=== Section Start ===

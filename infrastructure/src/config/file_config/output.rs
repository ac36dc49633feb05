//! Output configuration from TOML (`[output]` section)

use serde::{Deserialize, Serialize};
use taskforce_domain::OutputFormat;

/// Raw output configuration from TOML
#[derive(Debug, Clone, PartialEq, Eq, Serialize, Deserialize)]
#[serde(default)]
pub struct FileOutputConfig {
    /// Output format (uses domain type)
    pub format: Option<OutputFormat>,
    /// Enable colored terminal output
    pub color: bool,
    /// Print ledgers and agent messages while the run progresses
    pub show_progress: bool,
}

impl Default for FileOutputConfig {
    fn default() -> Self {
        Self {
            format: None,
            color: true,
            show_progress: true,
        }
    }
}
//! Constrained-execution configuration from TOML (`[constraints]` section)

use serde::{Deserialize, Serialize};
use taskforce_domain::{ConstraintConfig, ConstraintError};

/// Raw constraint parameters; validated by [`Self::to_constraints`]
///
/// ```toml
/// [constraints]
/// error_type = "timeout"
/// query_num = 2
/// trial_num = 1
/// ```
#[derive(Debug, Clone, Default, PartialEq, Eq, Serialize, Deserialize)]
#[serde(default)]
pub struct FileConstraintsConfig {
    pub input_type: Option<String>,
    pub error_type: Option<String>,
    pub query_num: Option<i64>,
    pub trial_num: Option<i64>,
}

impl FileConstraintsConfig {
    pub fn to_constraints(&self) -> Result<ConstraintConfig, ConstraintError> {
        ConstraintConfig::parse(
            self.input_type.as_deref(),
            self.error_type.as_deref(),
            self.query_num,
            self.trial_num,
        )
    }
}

=== Section End ===

Problem to solve
Lines of the listing that include the string "FileOutputConfig" are to be counted; state that count alone.

Answer to this problem
2